If you talk about coordinates then the TLS model doesn't need to be better than without TLS, even if the R-factors are significantly lower. However, if you consider B-factors as part of the model, and of course they are although our normal display programs don't visualize them, then it appears that the TLS models are better indeed, especially at medium and low resolution. The lower R-free also suggests better Fcalc and thus a better map and possibly less model bias. All of these could help to actually get better model coordinates as well.
In refmac5, can one refine two different overlapping monomers - amino acid residues, ligands, metals etc.? Note that this is not the same as alternate conformations, in which the overlapping monomers are the same. I know how to do this in CNS/X-plor, but I wish to take advantage of TLS refinement.
If you give both groups partial occupancies, then the internal restraints for each residue/ligand are maintained, but there is no VDW clash. Similarly metal LINKs can include a partial_occup flag. So all you need is standard PDB format.
What is harder are linked partial occupancies - e.g. LYSA + HOHsA, with appropriate VDW checks between them, and another conformation: LYSB and HOHsB.
I wanted to try refinement of a multi-group TLS model as follows:
TLS group 1: residues 1 2 3 4 5 6 7 8 9 10.....250
TLS group 2: residues 4 5 6 7
TLS group 3: residues 110 111 112 113
and so on. What I am describing is a bulk libraration of the whole
chain, superimposed on which is separation libration of smaller groups
(turns, loops, individual sidechains).
Refmac5 seems to deal with this just fine. The refinement is stable; R and Rfree are improved over a model with only a single TLS group. The Biso values in the output PDB file look plausible, and they track the Biso values from a single TLS model except for those residues contained in the additional TLS groups.
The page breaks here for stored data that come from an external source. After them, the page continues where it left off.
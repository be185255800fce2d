//! Domain error model.

use thiserror::Error;

/// Result type used across the domain layer.
pub type DomainResult<T> = Result<T, DomainError>;

/// Domain-level error.
///
/// Keep this focused on deterministic failures (validation, invariants,
/// illegal state transitions, conflicts). Infrastructure concerns belong to the
/// error types of the infra boundaries.
#[derive(Debug, Error, Clone, PartialEq, Eq)]
pub enum DomainError {
    /// A value failed validation (e.g. malformed input).
    #[error("validation failed: {0}")]
    Validation(String),

    /// A domain invariant was violated.
    #[error("invariant violated: {0}")]
    InvariantViolation(String),

    /// An identifier was invalid (e.g. parse failure).
    #[error("invalid identifier: {0}")]
    InvalidId(String),

    /// A state machine was asked to perform a transition it does not allow.
    #[error("illegal transition from {from} to {to}")]
    IllegalTransition { from: String, to: String },

    /// A request arrived without the mandatory firm id.
    #[error("firm id is required")]
    MissingTenant,

    /// A requested resource was not found (domain-level).
    #[error("not found")]
    NotFound,

    /// A conflict occurred (e.g. stale version / optimistic concurrency).
    #[error("conflict: {0}")]
    Conflict(String),
}

impl DomainError {
    pub fn validation(msg: impl Into<String>) -> Self {
        Self::Validation(msg.into())
    }

    pub fn invariant(msg: impl Into<String>) -> Self {
        Self::InvariantViolation(msg.into())
    }

    pub fn invalid_id(msg: impl Into<String>) -> Self {
        Self::InvalidId(msg.into())
    }

    pub fn conflict(msg: impl Into<String>) -> Self {
        Self::Conflict(msg.into())
    }

    pub fn illegal_transition(from: impl core::fmt::Debug, to: impl core::fmt::Debug) -> Self {
        Self::IllegalTransition {
            from: format!("{from:?}"),
            to: format!("{to:?}"),
        }
    }

    pub fn not_found() -> Self {
        Self::NotFound
    }
}

/// Fail fast when a firm id is absent.
///
/// Boundary request types carry `Option<TenantId>` so that a missing firm id
/// can be rejected explicitly instead of being defaulted.
pub fn require_tenant(tenant_id: Option<crate::TenantId>) -> DomainResult<crate::TenantId> {
    tenant_id.ok_or(DomainError::MissingTenant)
}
However, when I try to run the resulting PDB file through TLSANL, I get the following error message:
*** ERROR: OVERLAPPING ISO/ANISO/TLS GROUPS: 1 6 ATOM: N A 8 102
So, two obvious questions:
From the same inquirer:
The Biso values in the pdb file output by Refmac5 after TLS refinement
are quite different from the Biso values output by TLSANL after
converting the TLS description into individual ADP records starting
from that very same Refmac5 pdb file.
I realize that the Uij parameterization is only an approximation to the actual atomic scattering described by Biso+TLS, but I would expect the Uij parameterization to be chosen so that _something_ came out the same, and Biso (a.k.a. Beffective) is the logical quantity to hold constant.
And then some more:
The light dawns. I think I understand after all.
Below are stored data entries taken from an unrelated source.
impl WorkflowExecution {
    /// New `Pending` execution positioned at the definition's entry step.
    pub fn create(
        tenant_id: TenantId,
        definition: &WorkflowDefinition,
        context: WorkflowContext,
        correlation_id: CorrelationId,
    ) -> Self {
        let now = Utc::now();
        Self {
            id: ExecutionId::new(),
            tenant_id,
            definition_id: definition.id.clone(),
            definition_version: definition.version,
            status: ExecutionStatus::Pending,
            current_step_id: Some(definition.entry.clone()),
            context,
            correlation_id,
            created_at: now,
            updated_at: now,
            cancel_requested: false,
            parent_execution_id: None,
            completed_steps: Vec::new(),
            fan_out: None,
            compensation_queue: Vec::new(),
            failed_step: None,
            failure_reason: None,
            version: 0,
        }
    }

    /// New `Pending` execution that picks up where `original` stopped.
    ///
    /// The original is left untouched; the new execution links back through
    /// `parent_execution_id` and inherits context and completed-step history.
    pub fn resume_from(original: &WorkflowExecution) -> Self {
        let now = Utc::now();
        let mut fan_out = original.fan_out.clone();
        if let (Some(f), Some(failed)) = (fan_out.as_mut(), original.failed_step.as_ref()) {
            if !original.has_completed(failed) {
                f.pending.insert(failed.clone());
            }
        }
        let resume_at = match &fan_out {
            Some(f) => Some(f.source.clone()),
            None => original
                .failed_step
                .clone()
                .or_else(|| original.current_step_id.clone()),
        };
        Self {
            id: ExecutionId::new(),
            tenant_id: original.tenant_id,
            definition_id: original.definition_id.clone(),
            definition_version: original.definition_version,
            status: ExecutionStatus::Pending,
            current_step_id: resume_at,
            context: original.context.clone(),
            correlation_id: original.correlation_id.clone(),
            created_at: now,
            updated_at: now,
            cancel_requested: false,
            parent_execution_id: Some(original.id),
            completed_steps: original.completed_steps.clone(),
            fan_out,
            compensation_queue: Vec::new(),
            failed_step: None,
            failure_reason: None,
            version: 0,
        }
    }

    pub fn id(&self) -> ExecutionId {
        self.id
    }

    pub fn tenant_id(&self) -> TenantId {
        self.tenant_id
    }

    pub fn definition_id(&self) -> &DefinitionId {
        &self.definition_id
    }

    pub fn definition_version(&self) -> u32 {
        self.definition_version
    }

    pub fn status(&self) -> ExecutionStatus {
        self.status
    }

    pub fn current_step_id(&self) -> Option<&StepId> {
        self.current_step_id.as_ref()
    }

    pub fn context(&self) -> &WorkflowContext {
        &self.context
    }

    pub fn correlation_id(&self) -> &CorrelationId {
        &self.correlation_id
    }

    pub fn created_at(&self) -> DateTime<Utc> {
        self.created_at
    }

    pub fn updated_at(&self) -> DateTime<Utc> {
        self.updated_at
    }

    pub fn cancel_requested(&self) -> bool {
        self.cancel_requested
    }

    pub fn parent_execution_id(&self) -> Option<ExecutionId> {
        self.parent_execution_id
    }

    pub fn completed_steps(&self) -> &[CompletedStep] {
        &self.completed_steps
    }

    pub fn fan_out(&self) -> Option<&FanOut> {
        self.fan_out.as_ref()
    }

    pub fn compensation_queue(&self) -> &[StepId] {
        &self.compensation_queue
    }

    pub fn failed_step(&self) -> Option<&StepId> {
        self.failed_step.as_ref()
    }

    pub fn failure_reason(&self) -> Option<&str> {
        self.failure_reason.as_deref()
    }

    pub fn version(&self) -> u64 {
        self.version
    }

    /// Stores stamp the persisted version after each successful write.
    pub fn with_version(mut self, version: u64) -> Self {
        self.version = version;
        self
    }

    pub fn is_terminal(&self) -> bool {
        self.status.is_terminal()
    }

    pub fn has_completed(&self, step_id: &StepId) -> bool {
        self.completed_steps.iter().any(|c| &c.step_id == step_id)
    }

    /// Whether the barrier is still waiting on any branch.
    pub fn awaiting_branches(&self) -> bool {
        self.fan_out.as_ref().is_some_and(|f| !f.pending.is_empty())
    }

    pub fn is_pending_branch(&self, step_id: &StepId) -> bool {
        self.fan_out
            .as_ref()
            .is_some_and(|f| f.pending.contains(step_id))
    }

    fn transition(&mut self, to: ExecutionStatus) -> DomainResult<()> {
        if !self.status.can_transition_to(to) {
            return Err(DomainError::illegal_transition(self.status, to));
        }
        self.status = to;
        self.updated_at = Utc::now();
        Ok(())
    }

    /// `Pending -> Running`. Returns `true` when this call started the execution.
    pub fn start(&mut self) -> DomainResult<bool> {
        match self.status {
            ExecutionStatus::Running => Ok(false),
            _ => self.transition(ExecutionStatus::Running).map(|_| true),
        }
    }

    /// Record a successful step and merge its output into the context.
    pub fn record_success(&mut self, step_id: &StepId, output: &WorkflowContext) {
        let now = Utc::now();
        self.context = self.context.merged(output);
        self.completed_steps.push(CompletedStep {
            step_id: step_id.clone(),
            completed_at: now,
        });
        if let Some(f) = self.fan_out.as_mut() {
            f.pending.remove(step_id);
        }
        self.updated_at = now;
    }

    /// A branch resolved without succeeding (e.g. after the barrier was abandoned).
    pub fn release_branch(&mut self, step_id: &StepId) {
        if let Some(f) = self.fan_out.as_mut() {
            f.pending.remove(step_id);
        }
        self.updated_at = Utc::now();
    }

    /// Point the execution at the next sequential step.
    pub fn dispatch_step(&mut self, step_id: StepId) -> DomainResult<()> {
        self.require_status(ExecutionStatus::Running)?;
        self.current_step_id = Some(step_id);
        self.fan_out = None;
        self.updated_at = Utc::now();
        Ok(())
    }

    /// Open a parallel barrier over `branches`.
    pub fn dispatch_fan_out(&mut self, source: StepId, branches: &[StepId]) -> DomainResult<()> {
        self.require_status(ExecutionStatus::Running)?;
        if branches.is_empty() {
            return Err(DomainError::invariant(format!(
                "step {source} fans out to no branches"
            )));
        }
        self.current_step_id = Some(source.clone());
        self.fan_out = Some(FanOut {
            source,
            pending: branches.iter().cloned().collect(),
        });
        self.updated_at = Utc::now();
        Ok(())
    }

    /// Close a drained barrier, returning the step that opened it.
    pub fn close_fan_out(&mut self) -> Option<StepId> {
        match &self.fan_out {
            Some(f) if f.pending.is_empty() => self.fan_out.take().map(|f| f.source),
            _ => None,
        }
    }

    pub fn complete(&mut self) -> DomainResult<()> {
        self.transition(ExecutionStatus::Completed)
    }

    /// Enter compensation with `plan` (reverse completion order).
    pub fn begin_compensation(
        &mut self,
        plan: Vec<StepId>,
        failed_step: StepId,
        reason: impl Into<String>,
    ) -> DomainResult<()> {
        if plan.is_empty() {
            return Err(DomainError::invariant("compensation plan is empty"));
        }
        self.transition(ExecutionStatus::Compensating)?;
        self.compensation_queue = plan;
        self.failed_step = Some(failed_step);
        self.failure_reason = Some(reason.into());
        Ok(())
    }

    pub fn next_compensation(&self) -> Option<&StepId> {
        self.compensation_queue.first()
    }

    pub fn compensation_succeeded(&mut self, step_id: &StepId) {
        self.compensation_queue.retain(|s| s != step_id);
        self.updated_at = Utc::now();
    }

    /// A branch succeeded after compensation began; undo it next.
    ///
    /// The head of the queue is the compensation currently dispatched, so the
    /// late step goes right behind it. Returns `true` when the queue was empty
    /// and the caller must dispatch the step itself.
    pub fn push_late_compensation(&mut self, step_id: StepId) -> DomainResult<bool> {
        self.require_status(ExecutionStatus::Compensating)?;
        let idle = self.compensation_queue.is_empty();
        if idle {
            self.compensation_queue.push(step_id);
        } else {
            self.compensation_queue.insert(1, step_id);
        }
        self.updated_at = Utc::now();
        Ok(idle)
    }

    /// `Compensating -> Compensated` once nothing is left to undo or wait for.
    pub fn finish_compensation(&mut self) -> DomainResult<()> {
        if !self.compensation_queue.is_empty() || self.awaiting_branches() {
            return Err(DomainError::invariant(
                "compensation finished with work outstanding",
            ));
        }
        self.transition(ExecutionStatus::Compensated)
    }

    pub fn compensation_failed(&mut self, reason: impl Into<String>) -> DomainResult<()> {
        self.transition(ExecutionStatus::CompensationFailed)?;
        self.failure_reason = Some(reason.into());
        Ok(())
    }

    /// Freeze the execution pending manual action.
    pub fn dead_letter(&mut self, failed_step: StepId, reason: impl Into<String>) -> DomainResult<()> {
        self.transition(ExecutionStatus::DeadLettered)?;
        self.failed_step = Some(failed_step);
        self.failure_reason = Some(reason.into());
        Ok(())
    }

    /// Engine-level failure (the definition can no longer be followed).
    pub fn fail(&mut self, reason: impl Into<String>) -> DomainResult<()> {
        self.transition(ExecutionStatus::Failed)?;
        self.failure_reason = Some(reason.into());
        Ok(())
    }

    /// Flag a cooperative cancel. Returns `false` when the execution is already
    /// compensating or terminal.
    pub fn request_cancel(&mut self) -> bool {
        match self.status {
            ExecutionStatus::Pending | ExecutionStatus::Running => {
                self.cancel_requested = true;
                self.updated_at = Utc::now();
                true
            }
            _ => false,
        }
    }

    pub fn cancel(&mut self) -> DomainResult<()> {
        self.transition(ExecutionStatus::Cancelled)
    }

    fn require_status(&self, status: ExecutionStatus) -> DomainResult<()> {
        if self.status == status {
            Ok(())
        } else {
            Err(DomainError::invariant(format!(
                "execution {} is {}, expected {}",
                self.id,
                self.status.as_str(),
                status.as_str()
            )))
        }
    }
}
Please correct me if I'm on the wrong track.
The Biso values in the Refmac5 are the raw values refined subsequent to the TLS model. They are independent of the displacements described by the TLS, which have not yet been applied (this was what I misunderstood originally).
TLSANL converts the Biso and the TLS parameters jointly into a set of ADPs. Yes that's what the documentation says, but somehow I had the idea originally that Refmac had already combined them isotropically, and TLSANL was just correcting that to an anisotropic description.
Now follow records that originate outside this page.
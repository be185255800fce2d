//! Explicit lifecycle listeners.
//!
//! The orchestrator emits typed [`LifecycleEvent`]s to the listeners registered
//! on it. Listeners run inline on the worker thread that produced the event,
//! so implementations must be cheap and must not block; anything slow belongs
//! behind an [`EventBus`] via [`BusListener`].

use std::sync::{Arc, Mutex};

use forgeflow_core::TenantId;

use crate::bus::EventBus;
use crate::lifecycle::{LifecycleEvent, LifecycleEventKind};
use crate::tenant::TenantScoped;

/// Receives lifecycle events.
pub trait LifecycleListener: Send + Sync {
    fn on_event(&self, event: &LifecycleEvent);
}

impl<L> LifecycleListener for Arc<L>
where
    L: LifecycleListener + ?Sized,
{
    fn on_event(&self, event: &LifecycleEvent) {
        (**self).on_event(event)
    }
}

/// Ordered set of listeners; emitting fans out to each in registration order.
#[derive(Clone, Default)]
pub struct Listeners {
    listeners: Vec<Arc<dyn LifecycleListener>>,
}

impl core::fmt::Debug for Listeners {
    fn fmt(&self, f: &mut core::fmt::Formatter<'_>) -> core::fmt::Result {
        f.debug_struct("Listeners")
            .field("count", &self.listeners.len())
            .finish()
    }
}

impl Listeners {
    pub fn new() -> Self {
        Self::default()
    }

    pub fn with<L>(mut self, listener: L) -> Self
    where
        L: LifecycleListener + 'static,
    {
        self.listeners.push(Arc::new(listener));
        self
    }

    pub fn register(&mut self, listener: Arc<dyn LifecycleListener>) {
        self.listeners.push(listener);
    }

    pub fn len(&self) -> usize {
        self.listeners.len()
    }

    pub fn is_empty(&self) -> bool {
        self.listeners.is_empty()
    }

    pub fn emit(&self, event: LifecycleEvent) {
        for listener in &self.listeners {
            listener.on_event(&event);
        }
    }
}

impl LifecycleListener for Listeners {
    fn on_event(&self, event: &LifecycleEvent) {
        for listener in &self.listeners {
            listener.on_event(event);
        }
    }
}

/// Forwards lifecycle events onto an [`EventBus`].
///
/// Publish failures are logged and dropped: lifecycle events are an
/// observability surface, not the source of truth.
pub struct BusListener<B> {
    bus: B,
}

impl<B> BusListener<B> {
    pub fn new(bus: B) -> Self {
        Self { bus }
    }
}

impl<B> LifecycleListener for BusListener<B>
where
    B: EventBus<LifecycleEvent>,
{
    fn on_event(&self, event: &LifecycleEvent) {
        if let Err(e) = self.bus.publish(event.clone()) {
            tracing::warn!(
                kind = event.kind().as_str(),
                correlation_id = %event.correlation_id(),
                error = ?e,
                "failed to publish lifecycle event"
            );
        }
    }
}

/// Keeps every event in memory. Intended for tests and local inspection.
#[derive(Debug, Default)]
pub struct RecordingListener {
    events: Mutex<Vec<LifecycleEvent>>,
}

impl RecordingListener {
    pub fn new() -> Self {
        Self::default()
    }

    pub fn events(&self) -> Vec<LifecycleEvent> {
        self.events.lock().map(|e| e.clone()).unwrap_or_default()
    }

    pub fn kinds(&self) -> Vec<LifecycleEventKind> {
        self.events().iter().map(|e| e.kind()).collect()
    }

    pub fn count(&self, kind: LifecycleEventKind) -> usize {
        self.events().iter().filter(|e| e.kind() == kind).count()
    }

    /// Events of one firm, in emission order.
    pub fn events_for(&self, tenant_id: TenantId) -> Vec<LifecycleEvent> {
        self.events()
            .into_iter()
            .filter(|e| e.belongs_to(tenant_id))
            .collect()
    }
}

impl LifecycleListener for RecordingListener {
    fn on_event(&self, event: &LifecycleEvent) {
        if let Ok(mut events) = self.events.lock() {
            events.push(event.clone());
        }
    }
}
My other question (about overlapping TLS groups) still stands, however.
As to Biso: Exactly. What is called "residual B factors".
TLSANL gives ANISOU which is U from TLS plus B added to diagonal. By default, the B in the ATOM line is 1/3 trace of the ANISOU line, but you can change this (ISOOUT keyword) - useful for comparing contributions.
As to the 'overlapping TLS groups' question: I don't see any problem with this in principle, but this wasn't planned for. To be investigated later.
I have been looking at improving the current map I have made from
MIR/MAD phases. Having traced 35% of the structure, I thought I'd give
SigmaA a try. I did the following:
I am just wondering what you did with bulk solvent correction. Did you in/exclude it out in both cases, and what about the Babinet correction in Refmac, was that switched on or off. In such cases, would it help to include a bulk solvent mask based on the solvent flattening mask from the experimental phases?
And from the inquirer:
Thanks for the response. I switched off bulk sovent correction in CNS as model completeness is so low (isn't that right, since the model is used to make the mask? - now I see your point about the solvent flipping mask). I've tried without bulk solvent scaling in REFMAC (I assume this is the same as correction - therefore the same reason for not including it). I thought that Babinet's correction was the same as Bulk solvent correction.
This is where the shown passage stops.